Maestra Lidiya Yankovskaya will present the Bienen School of Music’s convocation address on Sunday, June 11, 2023, at 1 p.m. in Pick-Staiger Concert Hall.

Lidiya Yankovskaya is a fiercely committed advocate for Slavic masterpieces, operatic rarities, and contemporary works on the leading edge of classical music. She has conducted more than 40 world premieres, including 17 operas, and her strength as a visionary collaborator has guided new perspectives on staged and symphonic repertoire from Carmen and Queen of Spades to Price and Prokofiev.

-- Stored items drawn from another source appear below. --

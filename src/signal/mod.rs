pub mod color;
pub mod event;
pub mod poller;
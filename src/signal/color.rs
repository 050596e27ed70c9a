//! color.rs
//! Color descriptors carried by signal events and the similarity test used to pair them.
//!
//! Colors arrive from the page probe as `"r,g,b,a"` strings; only the first three
//! channels take part in comparisons.

use std::{fmt, str::FromStr};

use crate::error::ParseColorError;

/// Maximum Euclidean distance (RGB space) for two colors to count as the same.
/// Absorbs encoder noise while keeping the marker colors apart.
pub const MAX_DISTANCE: f64 = 60.0;

#[derive(Debug, Clone, Copy, PartialEq, Eq, Hash)]
pub struct Color {
    pub r: u8,
    pub g: u8,
    pub b: u8,
}

impl Color {
    /// Synchronization marker both streams must show before measuring.
    pub const SYNC_MARKER: Color = Color::new(0, 255, 0);
    pub const RED: Color = Color::new(255, 0, 0);
    pub const BLUE: Color = Color::new(0, 0, 255);
    pub const WHITE: Color = Color::new(255, 255, 255);

    pub const fn new(r: u8, g: u8, b: u8) -> Self {
        Self { r, g, b }
    }

    pub fn distance(&self, other: &Color) -> f64 {
        let dr = i32::from(self.r) - i32::from(other.r);
        let dg = i32::from(self.g) - i32::from(other.g);
        let db = i32::from(self.b) - i32::from(other.b);
        f64::from(dr * dr + dg * dg + db * db).sqrt()
    }

    #[inline]
    pub fn is_similar(&self, other: &Color) -> bool {
        similar(self, other)
    }
}

/// True iff the two colors are within `MAX_DISTANCE` of each other.
#[inline]
pub fn similar(a: &Color, b: &Color) -> bool {
    a.distance(b) <= MAX_DISTANCE
}

impl fmt::Display for Color {
    fn fmt(&self, f: &mut fmt::Formatter<'_>) -> fmt::Result {
        write!(f, "{},{},{}", self.r, self.g, self.b)
    }
}

impl FromStr for Color {
    type Err = ParseColorError;

    /// Parses `"r,g,b"` or `"r,g,b,a"`; the alpha channel is ignored.
    fn from_str(s: &str) -> Result<Self, Self::Err> {
        let parts: Vec<&str> = s.split(',').map(str::trim).collect();
        if parts.len() < 3 {
            return Err(ParseColorError::MissingChannels(parts.len()));
        }
        let channel = |raw: &str| {
            raw.parse::<u8>()
                .map_err(|_| ParseColorError::InvalidChannel(raw.to_string()))
        };
        Ok(Color::new(channel(parts[0])?, channel(parts[1])?, channel(parts[2])?))
    }
}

Her daring performances before and amid the pandemic earned recognition from the Chicago Tribune, which praised her as “the very model of how to survive adversity, and also how to thrive in it,” while naming her 2020 Chicagoan of the Year.

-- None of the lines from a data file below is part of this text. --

//
// groups.rs
// Mri-Stats-rs
//
// Built-in FreeSurfer anatomical groups and hemisphere tagging for aseg/aparc/wmparc labels.
//
// Thales Matheus Mendonça Santos - October 2026

use std::collections::BTreeSet;

pub const LEFT_HEMISPHERE: &str = "left-hemisphere";
pub const RIGHT_HEMISPHERE: &str = "right-hemisphere";

const CORPUS_CALLOSUM: [u32; 5] = [251, 252, 253, 254, 255];

const VENTRICLES: [u32; 6] = [
    4,  // Left lateral ventricle
    5,  // Left inferior lateral ventricle
    14, // Third ventricle
    15, // Fourth ventricle
    43, // Right lateral ventricle
    44, // Right inferior lateral ventricle
];

const SUBCORTICAL_GM: [u32; 14] = [
    10, 49, // thalamus
    11, 50, // caudate
    12, 51, // putamen
    13, 52, // pallidum
    17, 53, // hippocampus
    18, 54, // amygdala
    26, 58, // accumbens
];

/// Offset between a cortical label and the CSF label surrounding it.
const CORTICAL_CSF_OFFSET: u32 = 15000;

/// Canonical group names in the order they are reported by default.
pub const BUILTIN_GROUP_NAMES: [&str; 8] = [
    "cerebral-wm",
    "cerebral-cortex",
    "cerebellar-wm",
    "cerebellar-cortex",
    "csf-freesurfer",
    "cortical-csf",
    "corpus-callosum",
    "subcortical-gm",
];

fn cerebral_wm() -> Vec<u32> {
    let mut labels = vec![2, 41];
    labels.extend(3000..3036);
    labels.extend(4000..4036);
    labels.extend([5001, 5002]);
    // Ventral DC is counted as white matter.
    labels.extend([28, 60]);
    labels.extend(CORPUS_CALLOSUM);
    // Choroid plexus.
    labels.extend([31, 63]);
    labels
}

fn cerebral_cortex() -> Vec<u32> {
    let mut labels = vec![3, 42];
    labels.extend(1000..1036);
    labels.extend(2000..2036);
    labels
}

/// Label list for one built-in group, or `None` if the name is not built in.
pub fn builtin_group(name: &str) -> Option<Vec<u32>> {
    let labels = match name {
        "cerebral-wm" => cerebral_wm(),
        "cerebral-cortex" => cerebral_cortex(),
        "cerebellar-wm" => vec![7, 46],
        "cerebellar-cortex" => vec![8, 47],
        "csf-freesurfer" => {
            let mut labels = VENTRICLES.to_vec();
            labels.push(24); // generic CSF
            labels
        }
        "cortical-csf" => cerebral_cortex()
            .into_iter()
            .map(|l| l + CORTICAL_CSF_OFFSET)
            .collect(),
        "corpus-callosum" => CORPUS_CALLOSUM.to_vec(),
        "subcortical-gm" => SUBCORTICAL_GM.to_vec(),
        _ => return None,
    };
    Some(labels)
}

/// All built-in groups as (name, sorted label set), in canonical order.
pub fn builtin_groups() -> Vec<(&'static str, BTreeSet<u32>)> {
    BUILTIN_GROUP_NAMES
        .iter()
        .filter_map(|name| builtin_group(name).map(|labels| (*name, labels.into_iter().collect())))
        .collect()
}

/// Hemisphere tag implied by a FreeSurfer region name, if any.
pub fn hemisphere_tag(region_name: &str) -> Option<&'static str> {
    const LEFT: [&str; 3] = ["Left-", "ctx-lh-", "wm-lh-"];
    const RIGHT: [&str; 3] = ["Right-", "ctx-rh-", "wm-rh-"];

    if LEFT.iter().any(|p| region_name.starts_with(p)) {
        Some(LEFT_HEMISPHERE)
    } else if RIGHT.iter().any(|p| region_name.starts_with(p)) {
        Some(RIGHT_HEMISPHERE)
    } else {
        None
    }
}
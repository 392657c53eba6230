//
// models.rs
// Mri-Stats-rs
//
// Serializable records produced by the engine: per-group statistics, report metadata, and the report itself.
//
// Thales Matheus Mendonça Santos - October 2026

use serde::{Deserialize, Serialize};

use crate::resolver::GroupKind;

/// Value of one requested percentile level. `value` is `None` for empty samples.
#[derive(Debug, Clone, Copy, PartialEq, Serialize, Deserialize)]
pub struct Percentile {
    pub level: f64,
    pub value: Option<f64>,
}

/// Reduced statistics of a voxel sample. Every `Option` is `None` exactly when no
/// finite voxel was sampled.
#[derive(Debug, Clone, PartialEq, Serialize, Deserialize)]
pub struct SampleStatistics {
    pub voxel_count: usize,
    pub volume_mm3: f64,
    pub sum: Option<f64>,
    pub mean: Option<f64>,
    pub median: Option<f64>,
    /// Population standard deviation (denominator n).
    pub std: Option<f64>,
    pub min: Option<f64>,
    pub max: Option<f64>,
    pub percentiles: Vec<Percentile>,
}

/// One report row.
#[derive(Debug, Clone, PartialEq, Serialize, Deserialize)]
pub struct StatRecord {
    pub group_name: String,
    pub kind: GroupKind,
    pub labels: Vec<u32>,
    pub voxel_count: usize,
    pub volume_mm3: f64,
    pub volume_ml: f64,
    pub nan_count: usize,
    pub sum: Option<f64>,
    pub mean: Option<f64>,
    pub median: Option<f64>,
    pub std: Option<f64>,
    pub min: Option<f64>,
    pub max: Option<f64>,
    pub percentiles: Vec<Percentile>,
}

impl StatRecord {
    /// Value at a computed percentile level, `None` if the level was not requested
    /// or the sample was empty.
    pub fn percentile(&self, level: f64) -> Option<f64> {
        self.percentiles
            .iter()
            .find(|p| p.level == level)
            .and_then(|p| p.value)
    }
}

/// Descriptive fields carried alongside the rows, e.g. for export.
#[derive(Debug, Clone, Default, PartialEq, Serialize, Deserialize)]
pub struct ReportInfo {
    pub segmentation: Option<String>,
    pub mri_data: Option<String>,
    pub subject: Option<String>,
    pub session: Option<String>,
    /// Acquisition time relative to injection, from a timetable.
    pub timestamp: Option<f64>,
}

/// Rows in request order.
#[derive(Debug, Clone, PartialEq, Serialize, Deserialize)]
pub struct Report {
    #[serde(default)]
    pub info: ReportInfo,
    pub percentile_levels: Vec<f64>,
    pub rows: Vec<StatRecord>,
}
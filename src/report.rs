//
// report.rs
// Mri-Stats-rs
//
// Merges per-group records back into request order and renders reports as delimited text.
//
// Thales Matheus Mendonça Santos - October 2026

use std::fmt::Write;

use crate::error::{Result, StatsError};
use crate::models::{Report, ReportInfo, StatRecord};
use crate::resolver::GroupSpec;

/// Merge records computed in any order into a report following `specs`.
///
/// Each record is tagged with the index of its group in `specs`. A group with no
/// record fails the whole report; no partial reports are produced.
pub fn assemble(
    specs: &[GroupSpec],
    records: impl IntoIterator<Item = (usize, StatRecord)>,
    percentile_levels: &[f64],
    info: ReportInfo,
) -> Result<Report> {
    let mut slots: Vec<Option<StatRecord>> = vec![None; specs.len()];
    for (index, record) in records {
        if let Some(slot) = slots.get_mut(index) {
            *slot = Some(record);
        }
    }

    let rows = specs
        .iter()
        .zip(slots)
        .map(|(spec, slot)| {
            slot.filter(|record| record.group_name == spec.name)
                .ok_or_else(|| StatsError::IncompleteReport {
                    group: spec.name.clone(),
                })
        })
        .collect::<Result<Vec<_>>>()?;

    Ok(Report {
        info,
        percentile_levels: percentile_levels.to_vec(),
        rows,
    })
}

/// Column name of a percentile level, e.g. `PC25` or `PC2.5`.
pub fn percentile_column(level: f64) -> String {
    format!("PC{}", level)
}

impl Report {
    pub fn row(&self, group_name: &str) -> Option<&StatRecord> {
        self.rows.iter().find(|r| r.group_name == group_name)
    }

    /// Look up one statistic of one row by its export column name.
    pub fn value(&self, region: &str, statistic: &str) -> Result<Option<f64>> {
        let record = self
            .row(region)
            .ok_or_else(|| StatsError::RegionNotInReport {
                region: region.to_string(),
            })?;

        let value = match statistic {
            "timestamp" => self.info.timestamp,
            "voxelcount" => Some(record.voxel_count as f64),
            "volume_mm3" => Some(record.volume_mm3),
            "volume_ml" => Some(record.volume_ml),
            "num_nan_values" => Some(record.nan_count as f64),
            "sum" => record.sum,
            "mean" => record.mean,
            "median" => record.median,
            "std" => record.std,
            "min" => record.min,
            "max" => record.max,
            other => {
                let level = other
                    .strip_prefix("PC")
                    .and_then(|l| l.parse::<f64>().ok())
                    .filter(|l| self.percentile_levels.contains(l))
                    .ok_or_else(|| StatsError::UnknownStatistic {
                        name: other.to_string(),
                    })?;
                record.percentile(level)
            }
        };
        Ok(value)
    }
}

/// Render reports as delimited text under a single header. Undefined values are
/// written as empty cells. Percentile columns follow the first report.
pub fn to_csv(reports: &[Report], separator: char) -> String {
    let levels: &[f64] = reports
        .first()
        .map(|r| r.percentile_levels.as_slice())
        .unwrap_or(&[]);

    let mut header: Vec<String> = [
        "segmentation",
        "mri_data",
        "subject",
        "session",
        "timestamp",
        "label",
        "description",
        "voxelcount",
        "volume_mm3",
        "volume_ml",
        "num_nan_values",
        "sum",
        "mean",
        "median",
        "std",
        "min",
    ]
    .iter()
    .map(|s| s.to_string())
    .collect();
    header.extend(levels.iter().map(|&l| percentile_column(l)));
    header.push("max".to_string());

    let sep = separator.to_string();
    let mut out = String::new();
    let _ = writeln!(out, "{}", header.join(&sep));

    for report in reports {
        for record in &report.rows {
            let labels = record
                .labels
                .iter()
                .map(|l| l.to_string())
                .collect::<Vec<_>>()
                .join(",");
            let mut cells = vec![
                opt_text(&report.info.segmentation),
                opt_text(&report.info.mri_data),
                opt_text(&report.info.subject),
                opt_text(&report.info.session),
                opt_number(report.info.timestamp),
                labels,
                record.group_name.clone(),
                record.voxel_count.to_string(),
                record.volume_mm3.to_string(),
                record.volume_ml.to_string(),
                record.nan_count.to_string(),
                opt_number(record.sum),
                opt_number(record.mean),
                opt_number(record.median),
                opt_number(record.std),
                opt_number(record.min),
            ];
            cells.extend(levels.iter().map(|&l| opt_number(record.percentile(l))));
            cells.push(opt_number(record.max));

            let line = cells
                .iter()
                .map(|c| escape_cell(c, separator))
                .collect::<Vec<_>>()
                .join(&sep);
            let _ = writeln!(out, "{}", line);
        }
    }
    out
}

/// Read one statistic of one region back from text written by [`to_csv`].
///
/// Rows are matched on the `description` column and the first match answers.
/// An empty cell is an undefined value.
pub fn csv_value(text: &str, separator: char, region: &str, statistic: &str) -> Result<Option<f64>> {
    let delimiter = u8::try_from(separator)
        .ok()
        .filter(u8::is_ascii)
        .ok_or(StatsError::InvalidSeparator { separator })?;
    let mut reader = csv::ReaderBuilder::new()
        .delimiter(delimiter)
        .from_reader(text.as_bytes());

    let headers = reader.headers()?.clone();
    let position = |name: &str| headers.iter().position(|h| h == name);
    let description = position("description").ok_or_else(|| StatsError::MissingColumn {
        column: "description".to_string(),
    })?;
    let column = position(statistic)
        .filter(|_| is_numeric_column(statistic))
        .ok_or_else(|| StatsError::UnknownStatistic {
            name: statistic.to_string(),
        })?;

    for record in reader.records() {
        let record = record?;
        if record.get(description) != Some(region) {
            continue;
        }
        let cell = record.get(column).unwrap_or_default();
        if cell.is_empty() {
            return Ok(None);
        }
        return cell.parse().map(Some).map_err(|_| StatsError::InvalidCell {
            column: statistic.to_string(),
            value: cell.to_string(),
        });
    }

    Err(StatsError::RegionNotInReport {
        region: region.to_string(),
    })
}

fn is_numeric_column(name: &str) -> bool {
    const NUMERIC: [&str; 11] = [
        "timestamp",
        "voxelcount",
        "volume_mm3",
        "volume_ml",
        "num_nan_values",
        "sum",
        "mean",
        "median",
        "std",
        "min",
        "max",
    ];
    NUMERIC.contains(&name)
        || name
            .strip_prefix("PC")
            .map_or(false, |level| level.parse::<f64>().is_ok())
}

fn opt_text(value: &Option<String>) -> String {
    value.clone().unwrap_or_default()
}

fn opt_number(value: Option<f64>) -> String {
    value.map(|v| v.to_string()).unwrap_or_default()
}

fn escape_cell(cell: &str, separator: char) -> String {
    if cell.contains(separator) || cell.contains('"') || cell.contains('\n') {
        format!("\"{}\"", cell.replace('"', "\"\""))
    } else {
        cell.to_string()
    }
}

In the 2022-23 season, Yankovskaya makes a series of major orchestral debuts, including performances with Los Angeles Philharmonic, New York Philharmonic, National Symphony Orchestra, Detroit Symphony Orchestra, Sacramento Philharmonic, Knoxville Symphony, and Richmond Symphony. She returns to the Chicago Symphony Orchestra for their MusicNOW series, conducting a work by CSO Composer-in-Residence Jessie Montgomery. She also debuts at Santa Fe Opera in a new production of Dvořák’s Rusalka, at Staatsoper Hamburg with Eugene Onegin, and at English National Opera, conducting a new staged production of Górecki’s Symphony of Sorrowful Songs. She leads the long-awaited world premieres of Edward Tulane at Minnesota Opera and The Life and Death(s) of Alan Turing at Chicago Opera Theater, where she also conducts the Chicago premiere of Szymanowski’s Król Roger.

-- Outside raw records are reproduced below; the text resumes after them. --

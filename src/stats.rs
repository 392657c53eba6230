use crate::models::{Percentile, SampleStatistics};

/// Reduce a sample of finite intensities to summary statistics.
///
/// `voxel_count` and `volume_mm3` describe the whole mask and are passed through;
/// a zero `voxel_count` always reports a volume of exactly `0.0`. When `values` is
/// empty every statistic is `None`, which keeps "no data" apart from a computed zero.
pub fn compute(
    values: &[f64],
    voxel_count: usize,
    volume_mm3: f64,
    percentile_levels: &[f64],
) -> SampleStatistics {
    let volume_mm3 = if voxel_count == 0 { 0.0 } else { volume_mm3 };

    if values.is_empty() {
        return SampleStatistics {
            voxel_count,
            volume_mm3,
            sum: None,
            mean: None,
            median: None,
            std: None,
            min: None,
            max: None,
            percentiles: percentile_levels
                .iter()
                .map(|&level| Percentile { level, value: None })
                .collect(),
        };
    }

    let mut sorted = values.to_vec();
    sorted.sort_by(f64::total_cmp);

    let count = sorted.len() as f64;
    let sum: f64 = sorted.iter().sum();
    let mean = sum / count;
    // Population convention: a single voxel has std 0.
    let variance = sorted
        .iter()
        .map(|x| {
            let diff = x - mean;
            diff * diff
        })
        .sum::<f64>()
        / count;

    SampleStatistics {
        voxel_count,
        volume_mm3,
        sum: Some(sum),
        mean: Some(mean),
        median: median_sorted(&sorted),
        std: Some(variance.sqrt()),
        min: sorted.first().copied(),
        max: sorted.last().copied(),
        percentiles: percentile_levels
            .iter()
            .map(|&level| Percentile {
                level,
                value: percentile_sorted(&sorted, level),
            })
            .collect(),
    }
}

/// Middle value, or the mean of the two middle values for an even count.
pub fn median_sorted(sorted: &[f64]) -> Option<f64> {
    let n = sorted.len();
    if n == 0 {
        return None;
    }
    let mid = n / 2;
    if n % 2 == 0 {
        Some((sorted[mid - 1] + sorted[mid]) / 2.0)
    } else {
        Some(sorted[mid])
    }
}

/// Linear-interpolation percentile on sorted data, `level` in [0, 100].
/// Rank `(n - 1) * level / 100` is interpolated between its neighbouring order
/// statistics.
pub fn percentile_sorted(sorted: &[f64], level: f64) -> Option<f64> {
    let n = sorted.len();
    if n == 0 || !(0.0..=100.0).contains(&level) {
        return None;
    }
    if n == 1 {
        return Some(sorted[0]);
    }

    let rank = (n - 1) as f64 * level / 100.0;
    let lower = rank.floor() as usize;
    let frac = rank - rank.floor();
    if lower + 1 >= n {
        return Some(sorted[n - 1]);
    }
    Some(sorted[lower] + frac * (sorted[lower + 1] - sorted[lower]))
}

Since her appointment as Elizabeth Morse and Genius Music Director of Chicago Opera Theater in 2017, Yankovskaya has led the Chicago premieres of Jake Heggie’s Moby-Dick, Rachmaninov’s Aleko, Joby Talbot’s Everest, Tchaikovsky’s Iolanta, and Adamo’s Becoming Santa Claus, as well as the world premiere of Dan Shore’s Freedom Ride. Elsewhere, she has recently conducted Carmen at Houston Grand Opera, Don Giovanni at Seattle Opera, Pia de’ Tolomei at Spoleto Festival USA, Der Freischütz at Wolf Trap Opera, Ellen West at New York’s Prototype Festival, and Taking Up Serpents at Washington National Opera and the Glimmerglass Festival. On the concert stage, recent engagements include Dallas Symphony Orchestra, Fort Worth Symphony Orchestra, Omaha Symphony, Rhode Island Philharmonic, and Julia Wolfe’s Anthracite Fields with Bang on a Can All-Stars and The Choir of Trinity Wall Street at Carnegie Hall.

Yankovskaya is founder and artistic director of the Refugee Orchestra Project, which proclaims the cultural and societal relevance of refugees through music, bringing that message to hundreds of thousands of listeners around the world. She has also served as artistic director of the Boston New Music Festival and Juventas New Music Ensemble, which was the recipient of multiple NEA grants and National Opera Association Awards under her leadership. Her belief in the importance of mentorship has fueled the establishment of Chicago Opera Theater’s Vanguard Initiative, an investment in new opera that includes a two-year residency for emerging opera composers.

Yankovskaya holds a BA in music and philosophy from Vassar College with a focus on piano, voice, and conducting, and earned an MM in conducting from Boston University. She is an alumna of Dallas Opera’s Hart Institute for Women Conductors and the Taki Alsop Conducting Fellowship and is the proud recipient of two Solti Foundation U.S. Career Assistance Awards. She has been a featured speaker at the League of American Orchestras and Opera America conferences and served as U.S. Representative to the 2018 World Opera Forum in Madrid.